Questa rappresentazione fa parte del Patrimonio D’Italia per la Tradizione. Nel mese di Aprile si svolgono i provini per assegnare i ruoli alle comparse. Quest’anno saranno oltre 1400 i figuranti che prenderanno parte al Corteo storico, che avrà inizio dallo Stadio Viviani e attraverserà alcune vie della città fino ad arrivare al centro storico dove si concluderà.

Il percorso è articolato in tre ambientazioni: la prima è un saluto che i figuranti rivolgono al pubblico per riproporre la storica parata come avveniva nell’800; è un’ambientazione di festa e di gioia atte a preparare il pubblico con musiche, danze e vestiti del periodo.

La seconda ambientazione si innesta nella tradizione con il personaggio del Gran Turco Civuddine e il suo harem; seguono poi arcieri e lancieri turchi e spadaccini turchi e latini che improvvisano combattimenti. Vi è poi la maestosa Nave e il San Gerardo bambino, con gli angeli e i prigionieri turchi. Seguono i vessilli delle quattro porte e la nobiltà potentina del ‘500. Si rievoca inoltre l’entrata in città del Conte Alfonso dei Guevara accompagnato dalle magistrature e il clero cittadino.

La terza ambientazione è pura gioia e profonda spiritualità: offre uno spaccato del popolo del XII secolo che conobbe il vescovo Gerardo e lo proclamò Santo a furor di popolo, appunto. S’inserisce qui un momento molto partecipato e sentito con l'accensione in Piazza del Sedile della Iaccara, fatta di canne e ornata con fiori che rappresenta devozione al Santo, di oltre 10 metri, portata a spalla per tutti i 5 km percorsi dal corteo.
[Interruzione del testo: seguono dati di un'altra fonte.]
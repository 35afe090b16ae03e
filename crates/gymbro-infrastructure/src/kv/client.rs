//! Key-value client abstraction.
//!
//! The minimal command set a shared key-value server must offer for the
//! Session Store to keep its invariants across instances: insert-if-absent,
//! compare-and-swap on the whole value, and a cursor-based key scan.

use async_trait::async_trait;
use gymbro_core::error::Result;
use std::collections::BTreeMap;
use std::sync::Arc;
use tokio::sync::Mutex;

/// Outcome of a conditional write.
#[derive(Debug, Clone, Copy, PartialEq, Eq)]
pub enum CasOutcome {
    /// The stored value matched and was replaced.
    Swapped,
    /// The stored value differed; nothing was written.
    Mismatch,
    /// The key did not exist; nothing was written.
    Missing,
}

/// One page of a key scan.
#[derive(Debug, Clone, PartialEq, Eq)]
pub struct ScanPage {
    pub keys: Vec<String>,
    /// Cursor for the next call; `0` once the scan is complete.
    pub next_cursor: u64,
}

#[async_trait]
pub trait KeyValueClient: Send + Sync {
    async fn get(&self, key: &str) -> Result<Option<String>>;

    /// Stores `value` only if `key` is absent. Returns `true` when written.
    async fn set_if_absent(&self, key: &str, value: String) -> Result<bool>;

    /// Replaces the value only if it still equals `expected`.
    async fn compare_and_swap(&self, key: &str, expected: &str, value: String)
    -> Result<CasOutcome>;

    /// Removes `key`. Returns `true` when something was deleted.
    async fn delete(&self, key: &str) -> Result<bool>;

    /// Returns up to `count` keys starting with `prefix`, resuming at `cursor`.
    ///
    /// A scan starts with cursor `0` and is complete when the returned
    /// cursor is `0` again.
    async fn scan(&self, cursor: u64, prefix: &str, count: usize) -> Result<ScanPage>;
}

/// In-process `KeyValueClient`.
///
/// Stands in for a shared server in tests and single-node deployments.
/// Cursors are offsets into the sorted key space.
#[derive(Clone, Default)]
pub struct MemoryKeyValueClient {
    entries: Arc<Mutex<BTreeMap<String, String>>>,
}

impl MemoryKeyValueClient {
    pub fn new() -> Self {
        Self::default()
    }
}

#[async_trait]
impl KeyValueClient for MemoryKeyValueClient {
    async fn get(&self, key: &str) -> Result<Option<String>> {
        Ok(self.entries.lock().await.get(key).cloned())
    }

    async fn set_if_absent(&self, key: &str, value: String) -> Result<bool> {
        let mut entries = self.entries.lock().await;
        if entries.contains_key(key) {
            return Ok(false);
        }
        entries.insert(key.to_string(), value);
        Ok(true)
    }

    async fn compare_and_swap(
        &self,
        key: &str,
        expected: &str,
        value: String,
    ) -> Result<CasOutcome> {
        let mut entries = self.entries.lock().await;
        match entries.get_mut(key) {
            None => Ok(CasOutcome::Missing),
            Some(current) if current.as_str() != expected => Ok(CasOutcome::Mismatch),
            Some(current) => {
                *current = value;
                Ok(CasOutcome::Swapped)
            }
        }
    }

    async fn delete(&self, key: &str) -> Result<bool> {
        Ok(self.entries.lock().await.remove(key).is_some())
    }

    async fn scan(&self, cursor: u64, prefix: &str, count: usize) -> Result<ScanPage> {
        let entries = self.entries.lock().await;
        let start = cursor as usize;
        let matching: Vec<&String> = entries.keys().filter(|k| k.starts_with(prefix)).collect();

        let end = (start + count.max(1)).min(matching.len());
        let keys = matching
            .get(start..end)
            .map(|page| page.iter().map(|k| (*k).clone()).collect())
            .unwrap_or_default();
        let next_cursor = if end >= matching.len() { 0 } else { end as u64 };

        Ok(ScanPage { keys, next_cursor })
    }
}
In passato ce n’era una per ogni Porta e quando venivano accese, illuminavano poi il percorso a ritroso della gente verso le loro abitazioni in campagna. A chiudere la scena l'arrivo del Tempietto con l’immagine di San Gerardo, preceduto dai Cinti devozionali e dalla milizia di San Gerardo e seguito da una fiaccolata.